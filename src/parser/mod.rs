//! Lockfile parsing
//!
//! Turns `Gemfile.lock` text into a [`Lockfile`](crate::domain::Lockfile).

mod lockfile;

pub use lockfile::LockfileParser;
//! On-disk cache of registry version histories
//!
//! One JSON file per (host, gem) under
//! `<cache root>/<sanitized host>/<gem>.json`, holding the raw registry
//! records. The file's modification time is the only expiry signal.
//!
//! Hosts that differ only in non-alphanumeric characters
//! (`gems.example.com` and `gems-example.com`) share a directory. Gem
//! names outside `[A-Za-z0-9._-]` are never cached, so a lockfile entry
//! cannot name a path outside the cache root.

use crate::error::CacheError;
use crate::registry::RawGemVersion;
use std::fs;
use std::future::Future;
use std::path::{Path, PathBuf};
use std::time::{Duration, SystemTime};
use tracing::{debug, warn};

/// Entries older than this are refetched
pub const CACHE_EXPIRATION: Duration = Duration::from_secs(24 * 60 * 60);

/// Version history cache keyed by registry host and gem name
#[derive(Debug, Clone)]
pub struct VersionCache {
    root: PathBuf,
    enabled: bool,
    ttl: Duration,
}

impl VersionCache {
    /// Cache rooted at `root` with the default 24 hour expiry
    pub fn new(root: impl Into<PathBuf>) -> Self {
        Self {
            root: root.into(),
            enabled: true,
            ttl: CACHE_EXPIRATION,
        }
    }

    /// A cache that never reads or writes
    pub fn disabled() -> Self {
        Self {
            root: PathBuf::new(),
            enabled: false,
            ttl: CACHE_EXPIRATION,
        }
    }

    pub fn with_ttl(mut self, ttl: Duration) -> Self {
        self.ttl = ttl;
        self
    }

    pub fn is_enabled(&self) -> bool {
        self.enabled
    }

    /// Return the cached history for (host, gem), or produce and store it
    ///
    /// An empty result from `producer` is returned but not stored, so a
    /// failed lookup is retried on the next run.
    pub async fn with_cache<F, Fut>(
        &self,
        host: &str,
        gem: &str,
        producer: F,
    ) -> Vec<RawGemVersion>
    where
        F: FnOnce() -> Fut,
        Fut: Future<Output = Vec<RawGemVersion>>,
    {
        if !self.is_enabled() {
            return producer().await;
        }

        let Some(path) = self.entry_path(host, gem) else {
            warn!("Not caching {}: name is not a valid gem name", gem);
            return producer().await;
        };
        if self.is_fresh(&path) {
            match read_entry(&path) {
                Ok(versions) => {
                    debug!(host, gem, "cache hit");
                    return versions;
                }
                Err(e) => warn!("Ignoring cache entry: {}", e),
            }
        }

        debug!(host, gem, "cache miss");
        let versions = producer().await;
        if versions.is_empty() {
            return versions;
        }

        if let Err(e) = write_entry(&path, &versions) {
            warn!("Could not write cache entry: {}", e);
        }
        versions
    }

    /// Path of the cache file for (host, gem), None for unsafe gem names
    pub fn entry_path(&self, host: &str, gem: &str) -> Option<PathBuf> {
        is_cacheable_name(gem)
            .then(|| self.root.join(host_key(host)).join(format!("{}.json", gem)))
    }

    fn is_fresh(&self, path: &Path) -> bool {
        let Ok(modified) = fs::metadata(path).and_then(|meta| meta.modified()) else {
            return false;
        };
        // An mtime in the future counts as age zero
        let age = SystemTime::now()
            .duration_since(modified)
            .unwrap_or(Duration::ZERO);
        age < self.ttl
    }
}

/// Replace every non-alphanumeric character so the host is a safe directory name
pub fn host_key(host: &str) -> String {
    host.chars()
        .map(|c| if c.is_ascii_alphanumeric() { c } else { '_' })
        .collect()
}

fn is_cacheable_name(gem: &str) -> bool {
    !gem.is_empty()
        && gem != "."
        && gem != ".."
        && gem
            .chars()
            .all(|c| c.is_ascii_alphanumeric() || matches!(c, '.' | '_' | '-'))
}

fn read_entry(path: &Path) -> Result<Vec<RawGemVersion>, CacheError> {
    let content = fs::read_to_string(path).map_err(|e| CacheError::read_error(path, e))?;
    serde_json::from_str(&content).map_err(|e| CacheError::corrupt(path, e.to_string()))
}

fn write_entry(path: &Path, versions: &[RawGemVersion]) -> Result<(), CacheError> {
    if let Some(parent) = path.parent() {
        fs::create_dir_all(parent).map_err(|e| CacheError::write_error(parent, e))?;
    }

    let json = serde_json::to_string(versions)
        .map_err(|e| CacheError::write_error(path, std::io::Error::other(e)))?;
    fs::write(path, json).map_err(|e| CacheError::write_error(path, e))?;

    let file = fs::File::options()
        .write(true)
        .open(path)
        .map_err(|e| CacheError::write_error(path, e))?;
    file.set_modified(SystemTime::now())
        .map_err(|e| CacheError::write_error(path, e))
}
//! Report rendering for freshness results
//!
//! This module provides:
//! - Plaintext table output for human-readable display
//! - JSON output for machine processing

mod json;
mod text;

pub use json::JsonReporter;
pub use text::PlaintextReporter;

use crate::domain::DependencyFreshness;
use std::io::Write;

/// Output format options
#[derive(Debug, Clone, Copy, PartialEq, Eq, Default)]
pub enum OutputFormat {
    /// Human-readable table
    #[default]
    Text,
    /// JSON output for machine processing
    Json,
}

impl OutputFormat {
    pub fn from_cli(json: bool) -> Self {
        if json {
            OutputFormat::Json
        } else {
            OutputFormat::Text
        }
    }
}

/// Renders a finished run
pub trait Reporter {
    /// Write the report for `results` (in any order) to `writer`
    fn generate(
        &self,
        results: &[DependencyFreshness],
        writer: &mut dyn Write,
    ) -> std::io::Result<()>;
}

/// Create a reporter for the given format
pub fn create_reporter(format: OutputFormat, color: bool) -> Box<dyn Reporter> {
    match format {
        OutputFormat::Text => Box::new(PlaintextReporter::with_color(color)),
        OutputFormat::Json => Box::new(JsonReporter::new()),
    }
}

/// Results sorted by gem name
fn sorted_by_name(results: &[DependencyFreshness]) -> Vec<&DependencyFreshness> {
    let mut sorted: Vec<_> = results.iter().collect();
    sorted.sort_by(|a, b| a.name.cmp(&b.name));
    sorted
}

#[cfg(test)]
mod tests {
    use super::*;

    #[test]
    fn test_output_format_default() {
        assert_eq!(OutputFormat::default(), OutputFormat::Text);
    }

    #[test]
    fn test_output_format_from_cli() {
        assert_eq!(OutputFormat::from_cli(true), OutputFormat::Json);
        assert_eq!(OutputFormat::from_cli(false), OutputFormat::Text);
    }

    #[test]
    fn test_create_reporter_empty_results() {
        let mut text = Vec::new();
        create_reporter(OutputFormat::Text, false)
            .generate(&[], &mut text)
            .unwrap();
        assert!(text.is_empty());

        let mut json = Vec::new();
        create_reporter(OutputFormat::Json, false)
            .generate(&[], &mut json)
            .unwrap();
        assert!(String::from_utf8(json).unwrap().contains("\"gems\": []"));
    }
}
___
### What the task requires
Only a number is wanted here: the count of lines above that contain the word "root".

### Response for this exercise
8